Records from a data collection
------
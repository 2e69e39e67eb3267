//! Configuration for the HTTP gateway.

use std::env;
use std::time::Duration;

use widget_core::WidgetError;

/// Default backend base URL.
pub const DEFAULT_API_URL: &str = "https://api.npobots.com";

/// Default per-request timeout.
pub const DEFAULT_TIMEOUT: Duration = Duration::from_secs(10);

/// Configuration for [`crate::HttpGateway`].
#[derive(Debug, Clone)]
pub struct GatewayConfig {
    /// Backend base URL, without a trailing slash.
    pub api_url: String,

    /// Per-request timeout. Applies to every call, including analytics.
    pub request_timeout: Duration,
}

impl Default for GatewayConfig {
    fn default() -> Self {
        Self {
            api_url: DEFAULT_API_URL.to_string(),
            request_timeout: DEFAULT_TIMEOUT,
        }
    }
}

impl GatewayConfig {
    /// Create configuration from environment variables.
    ///
    /// Optional environment variables:
    /// - `NPO_API_URL` - Backend base URL (default: https://api.npobots.com)
    /// - `NPO_REQUEST_TIMEOUT_SECS` - Per-request timeout in seconds (default: 10)
    pub fn from_env() -> Result<Self, WidgetError> {
        let api_url = env::var("NPO_API_URL").unwrap_or_else(|_| DEFAULT_API_URL.to_string());

        let request_timeout = env::var("NPO_REQUEST_TIMEOUT_SECS")
            .ok()
            .and_then(|v| v.parse::<u64>().ok())
            .map(Duration::from_secs)
            .unwrap_or(DEFAULT_TIMEOUT);

        Ok(Self {
            api_url: api_url.trim_end_matches('/').to_string(),
            request_timeout,
        })
    }

    /// Create a new config builder.
    pub fn builder() -> GatewayConfigBuilder {
        GatewayConfigBuilder::default()
    }
}

/// Builder for [`GatewayConfig`].
#[derive(Debug, Default)]
pub struct GatewayConfigBuilder {
    config: GatewayConfig,
}

impl GatewayConfigBuilder {
    /// Set the backend base URL.
    pub fn api_url(mut self, url: impl Into<String>) -> Self {
        self.config.api_url = url.into().trim_end_matches('/').to_string();
        self
    }

    /// Set the per-request timeout.
    pub fn request_timeout(mut self, timeout: Duration) -> Self {
        self.config.request_timeout = timeout;
        self
    }

    /// Build the configuration.
    pub fn build(self) -> GatewayConfig {
        self.config
    }
}

#[cfg(test)]
mod tests {
    use super::*;

    #[test]
    fn test_default_config() {
        let config = GatewayConfig::default();
        assert_eq!(config.api_url, DEFAULT_API_URL);
        assert_eq!(config.request_timeout, Duration::from_secs(10));
    }

    #[test]
    fn test_builder() {
        let config = GatewayConfig::builder()
            .api_url("https://api.example.org/")
            .request_timeout(Duration::from_secs(3))
            .build();

        assert_eq!(config.api_url, "https://api.example.org");
        assert_eq!(config.request_timeout, Duration::from_secs(3));
    }

    // Environment-based tests are combined into a single test to avoid
    // race conditions when tests run in parallel (env vars are process-global).
    #[test]
    fn test_from_env_scenarios() {
        use std::sync::Mutex;
        static ENV_LOCK: Mutex<()> = Mutex::new(());
        let _guard = ENV_LOCK.lock().unwrap();

        fn clear_vars() {
            std::env::remove_var("NPO_API_URL");
            std::env::remove_var("NPO_REQUEST_TIMEOUT_SECS");
        }

        // Scenario 1: nothing set, defaults used
        clear_vars();
        let config = GatewayConfig::from_env().unwrap();
        assert_eq!(config.api_url, DEFAULT_API_URL);
        assert_eq!(config.request_timeout, DEFAULT_TIMEOUT);

        // Scenario 2: both set
        std::env::set_var("NPO_API_URL", "https://staging.npobots.com/");
        std::env::set_var("NPO_REQUEST_TIMEOUT_SECS", "5");
        let config = GatewayConfig::from_env().unwrap();
        assert_eq!(config.api_url, "https://staging.npobots.com");
        assert_eq!(config.request_timeout, Duration::from_secs(5));

        // Scenario 3: unparseable timeout falls back to default
        std::env::set_var("NPO_REQUEST_TIMEOUT_SECS", "soon");
        let config = GatewayConfig::from_env().unwrap();
        assert_eq!(config.request_timeout, DEFAULT_TIMEOUT);

        clear_vars();
    }
}
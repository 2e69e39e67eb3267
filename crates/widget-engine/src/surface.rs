//! Surface trait and implementations.
//!
//! A surface is whatever renders the widget for the visitor: the embed
//! script's DOM layer, a test recorder, or a console printer. The engine
//! owns all state; the surface only receives mount markup and incremental
//! updates. Surface failures are logged and swallowed by the engine - a
//! broken renderer must never corrupt the conversation state.

use std::sync::Arc;

use async_trait::async_trait;
use tracing::info;
use widget_core::Message;

use crate::error::EngineError;
use crate::markup::WidgetMarkup;
use crate::state::FormKind;

/// One incremental change for the renderer to apply.
#[derive(Debug, Clone)]
pub enum SurfaceUpdate {
    /// The chat panel opened.
    PanelOpened,
    /// The chat panel closed; the launcher is back alone.
    PanelClosed,
    /// A message was appended to the transcript.
    MessageAppended(Message),
    /// Show the bot typing indicator.
    TypingStarted,
    /// Remove the bot typing indicator.
    TypingStopped,
    /// Show a form; the actions panel hides while it is visible.
    FormShown(FormKind),
    /// Hide the active form and restore the actions panel.
    FormHidden,
    /// Show an inline error panel inside the form. Entered field values
    /// must be left untouched.
    FormError { form: FormKind, message: String },
    /// Enable or disable the form submit control (double-click protection).
    SubmitControlEnabled(bool),
    /// The host should navigate to this URL (donation page, mailto link).
    NavigationRequested { url: String },
}

/// Renders the widget for the visitor.
#[async_trait]
pub trait Surface: Send + Sync {
    /// True when a widget root with this marker id already exists.
    /// Used to refuse a second mount after an accidental double-include.
    async fn is_mounted(&self, root_id: &str) -> bool;

    /// Mount the widget root. Called at most once per surface.
    async fn mount(&self, markup: &WidgetMarkup) -> Result<(), EngineError>;

    /// Apply one incremental update.
    async fn apply(&self, update: SurfaceUpdate) -> Result<(), EngineError>;
}

#[async_trait]
impl<T: Surface + ?Sized> Surface for Arc<T> {
    async fn is_mounted(&self, root_id: &str) -> bool {
        (**self).is_mounted(root_id).await
    }

    async fn mount(&self, markup: &WidgetMarkup) -> Result<(), EngineError> {
        (**self).mount(markup).await
    }

    async fn apply(&self, update: SurfaceUpdate) -> Result<(), EngineError> {
        (**self).apply(update).await
    }
}

/// A surface that discards everything. Useful for headless tests.
#[derive(Debug, Clone, Default)]
pub struct NoOpSurface;

#[async_trait]
impl Surface for NoOpSurface {
    async fn is_mounted(&self, _root_id: &str) -> bool {
        false
    }

    async fn mount(&self, _markup: &WidgetMarkup) -> Result<(), EngineError> {
        Ok(())
    }

    async fn apply(&self, _update: SurfaceUpdate) -> Result<(), EngineError> {
        Ok(())
    }
}

/// A surface that logs every operation. Useful for debugging a host
/// integration before wiring a real renderer.
#[derive(Debug, Clone, Default)]
pub struct LoggingSurface;

#[async_trait]
impl Surface for LoggingSurface {
    async fn is_mounted(&self, _root_id: &str) -> bool {
        false
    }

    async fn mount(&self, markup: &WidgetMarkup) -> Result<(), EngineError> {
        info!(
            "[surface] mounted root '{}' ({} bytes html, {} bytes css)",
            markup.root_id,
            markup.html.len(),
            markup.stylesheet.len()
        );
        Ok(())
    }

    async fn apply(&self, update: SurfaceUpdate) -> Result<(), EngineError> {
        match &update {
            SurfaceUpdate::MessageAppended(message) => {
                info!("[surface] {:?}: {}", message.sender, message.text);
            }
            other => info!("[surface] {:?}", other),
        }
        Ok(())
    }
}
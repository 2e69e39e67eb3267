//! Error types for widget operations.

use thiserror::Error;

/// Errors that can occur in the widget workspace.
///
/// The widget must never let an error escape into the host page, so every
/// variant here is eventually converted into a user-visible degradation
/// (fallback data, apology message, inline form error) or a silent
/// debug-logged drop. The taxonomy mirrors that policy.
#[derive(Debug, Error)]
pub enum WidgetError {
    /// Fatal configuration error. The widget does not mount.
    #[error("configuration error: {0}")]
    Configuration(String),

    /// Transport-level failure (connection refused, timeout, DNS).
    #[error("network error: {0}")]
    Network(String),

    /// The backend answered with a non-success HTTP status.
    #[error("api error ({status}): {message}")]
    Api { status: u16, message: String },

    /// The backend answered, but the payload did not decode.
    #[error("decode error: {0}")]
    Decode(String),

    /// A responder failed to produce a reply.
    #[error("responder failed: {0}")]
    ResponderFailed(String),

    /// Session id persistence failed.
    #[error("session store error: {0}")]
    Session(String),
}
------
Filtering the entries above by the word "https", copy each line that matches.

Completed task:
pub const DEFAULT_API_URL: &str = "https://api.npobots.com";
    /// - `NPO_API_URL` - Backend base URL (default: https://api.npobots.com)
            .api_url("https://api.example.org/")
        assert_eq!(config.api_url, "https://api.example.org");
        std::env::set_var("NPO_API_URL", "https://staging.npobots.com/");
        assert_eq!(config.api_url, "https://staging.npobots.com");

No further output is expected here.